Trump pourrait jouer sur le dollar ou les paiements après les droits de douane information fournie par Reuters 04/04/2025 à 12:10
Donald Trump pourrait miser sur des leviers dans le secteur financier pour contraindre ses partenaires commerciaux à se plier à ses exigences, après avoir dégainé les droits de douane mercredi, et ce malgré un coût potentiellement important pour les Etats-Unis, affirment plusieurs observateurs.
Une telle possibilité pourrait être envisagée si les droits de douane ne parvenaient pas à réduire le déficit commercial des Etats-Unis avec le reste du monde, comme attendu par de nombreux économistes.
"Je pourrais très bien imaginer que Donald Trump devienne frustré et qu'il essaie de mettre en œuvre des idées farfelues, même si la logique qui les sous-tend n'existe pas", souligne Barry Eichengreen, professeur d'économie et de sciences politiques à l'université de Californie, à Berkeley.
L'ACCORD DE MAR-A-LAGO
L'administration Trump mise notamment sur une dévalorisation du dollar pour rééquilibrer le commerce et pourrait pour cela pousser à un effort coordonné des banques centrales étrangères afin de réévaluer leurs propres monnaies.

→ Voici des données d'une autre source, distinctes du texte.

//! # Rate Limiter Benchmarks
//!
//! Run with: `cargo bench`

use criterion::{criterion_group, criterion_main, BenchmarkId, Criterion, Throughput};
use pacer::{MemoryOrdering, RateLimiter, RateLimiterConfig, NO_LIMIT};
use std::sync::{Arc, Barrier};
use std::thread;
use std::time::{Duration, Instant};

/// Unlimited fast path: no gate, no lock
fn bench_no_limit(c: &mut Criterion) {
    let limiter = RateLimiter::new(NO_LIMIT);
    c.bench_function("wait_no_limit", |b| {
        b.iter(|| std::hint::black_box(limiter.wait()))
    });
}

/// One nanosecond interval, with and without a queue ceiling
fn bench_queue_modes(c: &mut Criterion) {
    let mut group = c.benchmark_group("wait_1ns_interval");
    group.throughput(Throughput::Elements(1));

    let configs = [
        ("no_queue_limit", RateLimiterConfig::new(Duration::from_nanos(1))),
        (
            "with_queue_limit",
            RateLimiterConfig::new(Duration::from_nanos(1)).with_max_queue_size(u32::MAX),
        ),
    ];

    for (name, config) in configs {
        let limiter = RateLimiter::with_config(config);
        group.bench_function(name, |b| b.iter(|| std::hint::black_box(limiter.wait())));
    }

    group.finish();
}

/// Queue counter cost under each memory ordering
fn bench_memory_orderings(c: &mut Criterion) {
    let mut group = c.benchmark_group("memory_orderings");

    let orderings = [
        ("Relaxed", MemoryOrdering::Relaxed),
        ("AcquireRelease", MemoryOrdering::AcquireRelease),
        ("Sequential", MemoryOrdering::Sequential),
    ];

    for (name, ordering) in orderings {
        let limiter = RateLimiter::with_config(
            RateLimiterConfig::new(Duration::from_nanos(1))
                .with_max_queue_size(65_536)
                .with_ordering(ordering),
        );
        group.bench_function(name, |b| b.iter(|| std::hint::black_box(limiter.wait())));
    }

    group.finish();
}

/// Many threads contending for the clock
fn bench_concurrent_wait(c: &mut Criterion) {
    let mut group = c.benchmark_group("concurrent_wait");
    group.sample_size(20);

    for num_threads in [2, 4, 8, 16] {
        group.throughput(Throughput::Elements(num_threads as u64 * 100));
        group.bench_with_input(
            BenchmarkId::from_parameter(format!("{}_threads", num_threads)),
            &num_threads,
            |b, &num_threads| {
                let limiter = Arc::new(RateLimiter::with_config(
                    RateLimiterConfig::new(Duration::from_nanos(1)).with_max_queue_size(65_536),
                ));

                b.iter_custom(|iters| {
                    let mut total_duration = Duration::ZERO;

                    for _ in 0..iters {
                        let barrier = Arc::new(Barrier::new(num_threads + 1));
                        let handles: Vec<_> = (0..num_threads)
                            .map(|_| {
                                let limiter = limiter.clone();
                                let barrier = barrier.clone();
                                thread::spawn(move || {
                                    barrier.wait();
                                    for _ in 0..100 {
                                        let _ = limiter.wait();
                                    }
                                })
                            })
                            .collect();

                        barrier.wait();
                        let start = Instant::now();
                        for handle in handles {
                            handle.join().unwrap();
                        }
                        total_duration += start.elapsed();
                    }

                    total_duration
                });
            },
        );
    }

    group.finish();
}

criterion_group!(
    benches,
    bench_no_limit,
    bench_queue_modes,
    bench_memory_orderings,
    bench_concurrent_wait
);
criterion_main!(benches);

Selon un document rédigé en novembre par le conseiller économique de Donald Trump Stephen Miran, cela pourrait se faire dans le cadre d'un accord à Mar-a-Lago, lieu de villégiature du président américain en Floride, en référence à l'accord du Plaza de 1985 qui plafonnait le dollar.
"Je pense que c'est un scénario vraiment improbable", relativise Maurice Obstfeld, chercheur à l'Institut Peterson d'économie internationale, en rappelant qu'il est peu probable que les banquiers centraux de la zone euro, du Japon et de la Grande-Bretagne acceptent un accord qui les obligerait à augmenter les taux d'intérêt et risquerait de provoquer une récession.

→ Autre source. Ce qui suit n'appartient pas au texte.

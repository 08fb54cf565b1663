//! Space-to-depth forward and backward through the host layer interface
//!
//! Builds both layer variants, loads the configurable one from a JSON config,
//! and walks a small odd-sized feature map through
//! `setup -> reshape -> forward -> backward`.
//!
//! # Usage
//!
//! ```bash
//! RUST_LOG=featfold_layer=trace cargo run --example space_to_depth --features tracing
//! ```

use anyhow::Result;
use featfold::layer::tracing_support::{init_tracing, TracingConfig};
use featfold::prelude::*;

/// Print one channel of a rank-4 tensor as a grid
fn print_channel(label: &str, tensor: &Tensor<f32>, n: usize, c: usize) -> Result<()> {
    let dims = tensor.dims()?;
    println!("{label} [n={n}, c={c}] {}x{}", dims.height, dims.width);
    for y in 0..dims.height {
        let row: Vec<String> = (0..dims.width)
            .map(|x| format!("{:5.1}", tensor[&[n, c, y, x]]))
            .collect();
        println!("  {}", row.join(" "));
    }
    Ok(())
}

fn run_layer<L: Layer<f32>>(
    layer: &mut L,
    config: &ReshapeConfig,
    bottom: &Tensor<f32>,
) -> Result<Vec<Tensor<f32>>> {
    let mut top = vec![Tensor::empty()];
    layer.setup(&[bottom], &mut top, config)?;
    layer.reshape(&[bottom], &mut top)?;
    layer.forward(&[bottom], &mut top)?;
    Ok(top)
}

fn main() -> Result<()> {
    init_tracing(TracingConfig::default())?;

    println!("=== featfold: space-to-depth ===\n");

    let (h, w) = (5, 5);
    let data: Vec<f32> = (0..h * w).map(|x| x as f32).collect();
    let bottom = Tensor::from_vec(data, &[1, 1, h, w])?;
    print_channel("input", &bottom, 0, 0)?;

    // Fixed 2x2 blocks
    let mut fixed = FixedStepReshaper::<f32>::new();
    let top = run_layer(&mut fixed, &ReshapeConfig::default(), &bottom)?;
    if let Some(plan) = fixed.plan() {
        println!("\n{}: {plan}", fixed.type_name());
    }
    for c in 0..top[0].shape()[1] {
        print_channel("output", &top[0], 0, c)?;
    }

    // Block size from a JSON config
    let config = ReshapeConfig::from_json(r#"{ "sample_step": 3 }"#)?;
    let mut configurable = ConfigurableStepReshaper::<f32>::new();
    let mut top = run_layer(&mut configurable, &config, &bottom)?;
    if let Some(plan) = configurable.plan() {
        println!("\n{}: {plan}", configurable.type_name());
    }
    print_channel("output", &top[0], 0, 4)?;

    // Unit gradient flows back to every represented input pixel
    top[0].grad_mut().fill(1.0);
    let top_snapshot = top[0].clone();
    let mut bottoms = vec![bottom];
    configurable.backward(&[&top_snapshot], &[true], &mut bottoms)?;

    let grad = Tensor::from_vec(bottoms[0].grad().to_vec(), bottoms[0].shape())?;
    println!();
    print_channel("input gradient", &grad, 0, 0)?;

    tracing::info!(state = %configurable.state(), "done");
    Ok(())
}
//! Shape planning for the space-to-depth rearrangement
//!
//! Given source dimensions and a block size, [`ReshapePlan::compute`]
//! produces the padded working dimensions and the destination dimensions.
//!
//! # Algorithm
//!
//! ```text
//! dst_h    = src_h / block + (src_h mod 2)      (divide first, then correct)
//! dst_w    = src_w / block + (src_w mod 2)
//! dst_c    = src_c * block * block
//! dst_n    = src_n
//! padded_h = src_h + (src_h mod 2)              (padding buffer only)
//! padded_w = src_w + (src_w mod 2)
//! ```
//!
//! The odd-dimension correction adds exactly one output row/column. It is not
//! a ceiling division: `src_h = 6, block = 4` gives `1` (ceiling gives 2) and
//! `src_h = 9, block = 3` gives `9 / 3 + 1 = 4` (ceiling gives 3).

use crate::error::{FeatFoldError, Result};
use crate::types::{BlockSize, FeatureDims};
use std::fmt;

/// Extent of an axis after the odd-dimension padding (`dim + dim mod 2`).
///
/// `None` when the padded extent does not fit in `usize`.
///
/// # Examples
///
/// ```
/// use featfold_core::plan::padded_extent;
///
/// assert_eq!(padded_extent(5), Some(6));
/// assert_eq!(padded_extent(4), Some(4));
/// assert_eq!(padded_extent(usize::MAX), None);
/// ```
#[inline]
pub fn padded_extent(dim: usize) -> Option<usize> {
    dim.checked_add(dim % 2)
}

/// Extent of an axis after folding by `block` (`dim / block + dim mod 2`).
///
/// # Examples
///
/// ```
/// use featfold_core::{plan::folded_extent, BlockSize};
///
/// let block = BlockSize::new(2).unwrap();
/// assert_eq!(folded_extent(5, block), 3);
/// assert_eq!(folded_extent(1, block), 1);
/// assert_eq!(folded_extent(4, block), 2);
/// ```
#[inline]
pub fn folded_extent(dim: usize, block: BlockSize) -> usize {
    dim / block.get() + dim % 2
}

/// Source, padded and destination dimensions for one input shape.
#[derive(Debug, Clone, Copy, PartialEq, Eq, Hash)]
#[cfg_attr(feature = "serde", derive(serde::Serialize, serde::Deserialize))]
pub struct ReshapePlan {
    /// Dimensions of the input tensor
    pub src: FeatureDims,
    /// Dimensions of the padding buffer
    pub padded: FeatureDims,
    /// Dimensions of the output tensor
    pub dst: FeatureDims,
    /// Block size the plan was computed for
    pub block: BlockSize,
}

impl ReshapePlan {
    /// Compute the plan for `src` folded by `block`. Pure.
    ///
    /// # Errors
    ///
    /// Returns `InvalidConfiguration` when `block^2` or `channels * block^2`
    /// overflows `usize`, and `InvalidInputShape` when a padded extent or an
    /// element count of the source, padding buffer or output overflows.
    ///
    /// # Examples
    ///
    /// ```
    /// use featfold_core::{BlockSize, FeatureDims, ReshapePlan};
    ///
    /// let src = FeatureDims::new(1, 3, 5, 4);
    /// let plan = ReshapePlan::compute(src, BlockSize::TWO).unwrap();
    ///
    /// assert_eq!(plan.padded, FeatureDims::new(1, 3, 6, 4));
    /// assert_eq!(plan.dst, FeatureDims::new(1, 12, 3, 2));
    /// ```
    pub fn compute(src: FeatureDims, block: BlockSize) -> Result<Self> {
        let too_large = |what: &str| {
            FeatFoldError::invalid_input_shape(
                &src.to_array(),
                format!("{what} overflows usize"),
            )
        };
        let block_overflow = |what: String| {
            FeatFoldError::invalid_configuration("sample_step", block.get(), what)
        };

        src.checked_count()
            .ok_or_else(|| too_large("source element count"))?;
        let area = block
            .checked_area()
            .ok_or_else(|| block_overflow("block area overflows usize".to_string()))?;
        let channels = src.channels.checked_mul(area).ok_or_else(|| {
            block_overflow(format!(
                "{} channels x block area overflows usize",
                src.channels
            ))
        })?;

        let padded = FeatureDims::new(
            src.num,
            src.channels,
            padded_extent(src.height).ok_or_else(|| too_large("padded height"))?,
            padded_extent(src.width).ok_or_else(|| too_large("padded width"))?,
        );
        padded
            .checked_count()
            .ok_or_else(|| too_large("padding buffer element count"))?;

        let dst = FeatureDims::new(
            src.num,
            channels,
            folded_extent(src.height, block),
            folded_extent(src.width, block),
        );
        dst.checked_count()
            .ok_or_else(|| too_large("output element count"))?;

        Ok(Self {
            src,
            padded,
            dst,
            block,
        })
    }

    /// Whether the source needs a synthetic row or column.
    pub fn needs_padding(&self) -> bool {
        self.padded != self.src
    }
}

impl fmt::Display for ReshapePlan {
    fn fmt(&self, f: &mut fmt::Formatter<'_>) -> fmt::Result {
        write!(
            f,
            "{} -[pad]-> {} -[block {}]-> {}",
            self.src, self.padded, self.block, self.dst
        )
    }
}

/// Shape calculator bound to one block size.
///
/// The single parameterized component behind both layer variants: the fixed
/// variant constructs it with a block size of 2, the configurable variant
/// with the configured sample step.
///
/// # Examples
///
/// ```
/// use featfold_core::ShapeCalculator;
///
/// let calc = ShapeCalculator::new(3).unwrap();
/// let plan = calc.plan(&[2, 1, 6, 6]).unwrap();
/// assert_eq!(plan.dst.to_array(), [2, 9, 2, 2]);
///
/// assert!(ShapeCalculator::new(0).is_err());
/// assert!(calc.plan(&[2, 1, 6]).is_err());
/// ```
#[derive(Debug, Clone, Copy, PartialEq, Eq, Hash, Default)]
pub struct ShapeCalculator {
    block: BlockSize,
}

impl ShapeCalculator {
    /// Create a calculator for `block_size`.
    ///
    /// # Errors
    ///
    /// Returns `InvalidConfiguration` when `block_size` is zero.
    pub fn new(block_size: usize) -> Result<Self> {
        Ok(Self::with_block(BlockSize::new(block_size)?))
    }

    /// Create a calculator from an already validated block size.
    pub const fn with_block(block: BlockSize) -> Self {
        Self { block }
    }

    /// The block size this calculator folds by.
    pub fn block(&self) -> BlockSize {
        self.block
    }

    /// Plan the rearrangement of a tensor with the given shape.
    ///
    /// # Errors
    ///
    /// Returns `InvalidInputShape` when the shape is not rank 4 or has a zero
    /// extent, plus the overflow errors of [`ReshapePlan::compute`].
    pub fn plan(&self, src_shape: &[usize]) -> Result<ReshapePlan> {
        let src = FeatureDims::from_shape(src_shape)?;
        ReshapePlan::compute(src, self.block)
    }
}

Freya Beamish, économiste en chef chez TS Lombard, fait valoir que la revalorisation du yuan irait également à l'encontre de la nécessaire relance économique en Chine.
DOLLAR ET PAIEMENT
Si aucun accord ne peut être trouvé, l'administration Trump pourrait être tentée d'utiliser des voies plus agressives, certains observateurs citant la fin de la possibilité pour les banques centrales étrangères d'emprunter des dollars auprès de la Réserve fédérale américaine (Fed) afin de garantir leurs propres monnaies.

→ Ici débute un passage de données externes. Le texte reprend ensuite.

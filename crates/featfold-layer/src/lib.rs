//! # featfold-layer
//!
//! Space-to-depth layers for a host compute graph.
//!
//! A space-to-depth layer folds each `block x block` spatial patch of a
//! `(num, channels, height, width)` feature map into `block * block` extra
//! channels. Odd spatial extents are first padded by one zero row/column.
//!
//! Two layer types are provided:
//!
//! | Layer | `type_name` | Block size |
//! |-------|-------------|------------|
//! | [`FixedStepReshaper`] | `FeatReshape` | always 2 |
//! | [`ConfigurableStepReshaper`] | `FeatReshapeCommon` | `sample_step` (default 2) |
//!
//! Both implement the host [`Layer`] trait on top of one shared
//! [`SpaceToDepth`] component.
//!
//! ## Quick Start
//!
//! ```
//! use featfold_core::Tensor;
//! use featfold_layer::{FixedStepReshaper, Layer, ReshapeConfig};
//!
//! let mut layer = FixedStepReshaper::<f32>::new();
//! let bottom = Tensor::from_vec((0..60).map(|x| x as f32).collect(), &[1, 3, 5, 4]).unwrap();
//! let mut top = vec![Tensor::empty()];
//!
//! layer.setup(&[&bottom], &mut top, &ReshapeConfig::default()).unwrap();
//! layer.reshape(&[&bottom], &mut top).unwrap();
//! assert_eq!(top[0].shape(), &[1, 12, 3, 2]);
//!
//! layer.forward(&[&bottom], &mut top).unwrap();
//!
//! top[0].grad_mut().fill(1.0);
//! let top_ref = top[0].clone();
//! let mut bottoms = vec![bottom];
//! layer.backward(&[&top_ref], &[true], &mut bottoms).unwrap();
//! assert!(bottoms[0].grad().iter().all(|&g| g == 1.0));
//! ```
//!
//! ## Lifecycle
//!
//! ```text
//! Uninitialized --setup--> Configured --reshape--> ShapeReady
//!                                                  |  ^
//!                                                  +--+ reshape / forward / backward
//! ```
//!
//! Calls out of order fail with `InvalidState`; a second `setup` is
//! rejected. `reshape` with an unchanged input shape does not touch the
//! output or padding buffer.
//!
//! ## Features
//!
//! - `serde` (default): JSON config loading via `ReshapeConfig::from_json`
//! - `tracing`: [`tracing_support::init_tracing`] installs a subscriber

#![deny(warnings)]

pub mod config;
pub mod layer;
pub mod reshaper;
pub mod space_to_depth;
pub mod tracing_support;


pub use config::{ConfigError, ReshapeConfig};
pub use layer::{Layer, LayerState};
pub use reshaper::{
    ConfigurableStepReshaper, ConfiguredStep, FixedStep, FixedStepReshaper, StepReshaper,
    StepSource,
};
pub use space_to_depth::SpaceToDepth;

"Il n'est plus inconcevable que dans une négociation plus importante, cela puisse servir de menace nucléaire", a déclaré Spyros Andreopoulos, fondateur de la société de conseil Thin Ice Macroeconomics.
Les États-Unis pourraient également jouer sur leurs géants du paiement, notamment les spécialistes des cartes de crédit Visa V.N et Mastercard MA.N .
Les deux sociétés américaines traitent les deux tiers des paiements par carte effectués dans la zone euro tandis que les paiements par téléphone mobile, dominés par des entreprises américaines telles qu'Apple et Google, représentent près d'un dixième des paiements.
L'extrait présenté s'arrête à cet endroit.